But what happens when a pandemic hits and you’re a working class artist that gets laid off from their job? What do you do then? Long Beach by way of Tucson, Arizona’s N8NOFACE is trying to double down on his art. For a decade now, N8NOFACE has made grimy, distorted, synth-punk music about stories from the underbelly of Tucson and L.A.: from narcos and drug deals and jackings going horribly wrong, to toxic relationships, to stories of police brutality and people too concerned with surviving in America to give a fuck who the president is. Since the beginning of the year, he’s released five projects on his Bandcamp page, all of which are essential time capsules of the rage and the furry of living and surviving in America. I talked to N8NOFACE over the phone from his place in Long Beach about that rage, being a working class artist, and the long history of anti-police brutality punk and rap music in Los Angeles. — Sam Ribakoff

I was surprised to learn you’re from Tucson, because your music sounds so much like L.A.

N8NOFACE: Well thanks. L.A. really did inspire me. As a kid my favorite band was Suicidal Tendencies. I didn’t really know anything, but I was like, wow, they look like us, Mexicans that are into punk. After that I got into some other Venice skate punk bands. But that’s dope. It sounds like L.A. I like that.

I was listening through the records you have up on Bandcamp, and a lot of your early stuff isn’t just synthpunk, but like kind of boogie, Low End Theory, influenced stuff. Kind of like your brother, Zackey Force Funk’s music.

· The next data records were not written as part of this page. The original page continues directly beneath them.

#[cfg(test)]
mod tests {
    use super::*;
    use crate::pipeline::markup::{Cell, Row};

    fn cell(paragraphs: &[&str]) -> Cell {
        Cell {
            paragraphs: paragraphs.iter().map(|t| Paragraph::new(*t)).collect(),
        }
    }

    fn row(cells: Vec<Cell>) -> Row {
        Row { cells }
    }

    fn header_row(groups: &[&str]) -> Row {
        let mut cells = vec![cell(&["День"]), cell(&["Час"])];
        cells.extend(groups.iter().map(|g| cell(&[g])));
        row(cells)
    }

    #[test]
    fn kind_from_raw_text() {
        assert_eq!(EntryKind::classify("Фізика л. доц."), EntryKind::Lecture);
        assert_eq!(EntryKind::classify("Фізика пр. Іванов"), EntryKind::Practice);
        assert_eq!(EntryKind::classify("Фізика"), EntryKind::Unspecified);
    }

    #[test]
    fn color_from_markup() {
        assert_eq!(PriorityColor::classify(&Paragraph::new("x")), PriorityColor::Black);
        assert_eq!(
            PriorityColor::classify(&Paragraph::new("x").with_color("0070C0")),
            PriorityColor::Blue
        );
        assert_eq!(
            PriorityColor::classify(&Paragraph::new("x").with_color("ff0000")),
            PriorityColor::Red
        );
        assert_eq!(
            PriorityColor::classify(&Paragraph::new("x").with_color("00B050")),
            PriorityColor::Black
        );
    }

    #[test]
    fn upper_detection() {
        assert!(is_upper("ПОНЕДІЛОК"));
        assert!(is_upper("ВІВТОРОК 12.09"));
        assert!(!is_upper("07.08.23р."));
        assert!(!is_upper("Понеділок"));
        assert!(!is_upper("12.30"));
        assert!(!is_upper(""));
    }

    #[test]
    fn builds_days_slots_and_entries() {
        let table = Table {
            rows: vec![
                header_row(&["ПІ-11", "ПІ-12"]),
                row(vec![
                    cell(&["ПОНЕДІЛОК", "07.08.23р."]),
                    cell(&["8.30-9.50"]),
                    cell(&["Фізика л. доц. Петренко О.В."]),
                    cell(&["Хімія пр. Іваненко І.І."]),
                ]),
                row(vec![
                    cell(&[""]),
                    cell(&["10.00-11.20"]),
                    cell(&["—"]),
                    cell(&["Історія"]),
                ]),
            ],
        };
        let header = ColumnHeader::from_names(["ПІ-11", "ПІ-12"], "ПІ-1");
        let model = build_schedule(&table, &header);

        let g1 = model.get("ПІ-11").unwrap();
        assert_eq!(g1.groups, ["ПІ-11"]);
        let monday = &g1.days["ПОНЕДІЛОК"];
        let slots: Vec<_> = monday.keys().map(String::as_str).collect();
        assert_eq!(slots, ["8.30-9.50", "10.00-11.20"]);
        assert_eq!(
            monday["8.30-9.50"]["Фізика"],
            ScheduleEntry {
                kind: EntryKind::Lecture,
                color: PriorityColor::Black
            }
        );
        assert!(monday["10.00-11.20"].is_empty(), "dash cell is not a subject");

        let g2 = &model.get("ПІ-12").unwrap().days["ПОНЕДІЛОК"];
        assert_eq!(g2["8.30-9.50"]["Хімія"].kind, EntryKind::Practice);
        assert_eq!(g2["10.00-11.20"]["Історія"].kind, EntryKind::Unspecified);
    }

    #[test]
    fn day_carries_forward_across_rows() {
        let table = Table {
            rows: vec![
                header_row(&["A"]),
                row(vec![cell(&["ВІВТОРОК"]), cell(&["8.30"]), cell(&["Фізика"])]),
                row(vec![cell(&[]), cell(&["10.00"]), cell(&["Хімія"])]),
            ],
        };
        let header = ColumnHeader::from_names(["A"], "ПІ-1");
        let model = build_schedule(&table, &header);
        let tuesday = &model.get("A").unwrap().days["ВІВТОРОК"];
        assert!(tuesday["8.30"].contains_key("Фізика"));
        assert!(tuesday["10.00"].contains_key("Хімія"));
    }

    #[test]
    fn empty_time_paragraph_opens_its_own_slot() {
        let table = Table {
            rows: vec![
                header_row(&["A"]),
                row(vec![cell(&["ПОНЕДІЛОК"]), cell(&["8.30"]), cell(&["Фізика"])]),
                row(vec![cell(&[""]), cell(&[""]), cell(&["Хімія"])]),
            ],
        };
        let header = ColumnHeader::from_names(["A"], "ПІ-1");
        let model = build_schedule(&table, &header);
        let monday = &model.get("A").unwrap().days["ПОНЕДІЛОК"];
        let slots: Vec<_> = monday.keys().map(String::as_str).collect();
        assert_eq!(slots, ["8.30", ""]);
        assert_eq!(monday["8.30"].keys().map(String::as_str).collect::<Vec<_>>(), ["Фізика"]);
        assert_eq!(monday[""].keys().map(String::as_str).collect::<Vec<_>>(), ["Хімія"]);
        assert_eq!(model.get("A").unwrap().row_count(), 2);
    }

    #[test]
    fn extra_cells_are_ignored() {
        let table = Table {
            rows: vec![
                header_row(&["A"]),
                row(vec![
                    cell(&["СЕРЕДА"]),
                    cell(&["8.30"]),
                    cell(&["Фізика"]),
                    cell(&["Зайве"]),
                ]),
            ],
        };
        let header = ColumnHeader::from_names(["A"], "ПІ-1");
        let model = build_schedule(&table, &header);
        assert_eq!(model.len(), 1);
        let slot = &model.get("A").unwrap().days["СЕРЕДА"]["8.30"];
        assert_eq!(slot.len(), 1);
        assert!(slot.contains_key("Фізика"));
    }

    #[test]
    fn alternating_subjects_all_kept_in_order() {
        let table = Table {
            rows: vec![
                header_row(&["A"]),
                row(vec![
                    cell(&["ЧЕТВЕР"]),
                    cell(&["8.30"]),
                    Cell {
                        paragraphs: vec![
                            Paragraph::new("Фізика").with_color("FF0000"),
                            Paragraph::new("Хімія").with_color("0070C0"),
                        ],
                    },
                ]),
            ],
        };
        let header = ColumnHeader::from_names(["A"], "ПІ-1");
        let model = build_schedule(&table, &header);
        let slot = &model.get("A").unwrap().days["ЧЕТВЕР"]["8.30"];
        let got: Vec<_> = slot.iter().map(|(k, v)| (k.as_str(), v.color)).collect();
        assert_eq!(
            got,
            [("Фізика", PriorityColor::Red), ("Хімія", PriorityColor::Blue)]
        );
    }

    #[test]
    fn row_count_sums_day_slots() {
        let mut model = ScheduleModel::default();
        model.upsert_slot("A", "ПОНЕДІЛОК", "1");
        model.upsert_slot("A", "ПОНЕДІЛОК", "2");
        model.upsert_slot("A", "ВІВТОРОК", "1");
        model.upsert_day("A", "СЕРЕДА");
        assert_eq!(model.get("A").unwrap().row_count(), 3);
    }

    #[test]
    fn json_shape_matches_record_format() {
        let mut model = ScheduleModel::with_columns(&ColumnHeader::from_names(["ПІ-11"], "ПІ-1"));
        model.insert_entry(
            "ПІ-11",
            "ПОНЕДІЛОК",
            "8.30",
            "Фізика".into(),
            ScheduleEntry {
                kind: EntryKind::Lecture,
                color: PriorityColor::Red,
            },
        );
        let json = String::from_utf8(model.to_json_pretty().unwrap()).unwrap();
        let value: serde_json::Value = serde_json::from_str(&json).unwrap();
        assert_eq!(value["ПІ-11"]["groups"][0], "ПІ-11");
        assert_eq!(value["ПІ-11"]["ПОНЕДІЛОК"]["8.30"]["Фізика"]["type"], "lecture");
        assert_eq!(value["ПІ-11"]["ПОНЕДІЛОК"]["8.30"]["Фізика"]["state"], "#FF0000");
        assert!(json.contains("\n \"ПІ-11\""), "one-space indent: {json}");
        assert!(json.contains("Фізика"), "non-ASCII kept verbatim");

        let back: ScheduleModel = serde_json::from_str(&json).unwrap();
        assert_eq!(back, model);
    }
}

N8NOFACE: Exactly. That was way back when me and him were doing stuff. A lot of my projects are compilations that are just tracks that get picked by the people at Hit + Run. A lot of that stuff was probably me and my brother doing stuff.

Were they like Myspace tracks?

N8NOFACE: Exactly. From the Myspace era. My buddy Tony and I started this band called CRIMEKILLZ that was like “Gameboy punk” music. My brother threw that on his Myspace and it got some love. That was when me, my brother, and Tony were just messing around doing weirdo stuff, not really knowing what we were doing, and a lot of that stuff is what The Dolo Tape is.

Did you grow up listening to boogie?

N8NOFACE: Not me, but my brother, yeah. On Saturdays this radio station in Tucson would play old funk and boogie and stuff and my brother would record it. This was when we were young, not even making music yet, but just like, breakdancing. Me, I always liked all styles of music, and that’s what The Dolo Tape shows. There’s stuff on there that’s electronic, me screaming, me, I guess you could call it, rapping, a couple songs with acoustic guitars. I just tried everything man. That’s me.

When, and how, did you discover synthpunk?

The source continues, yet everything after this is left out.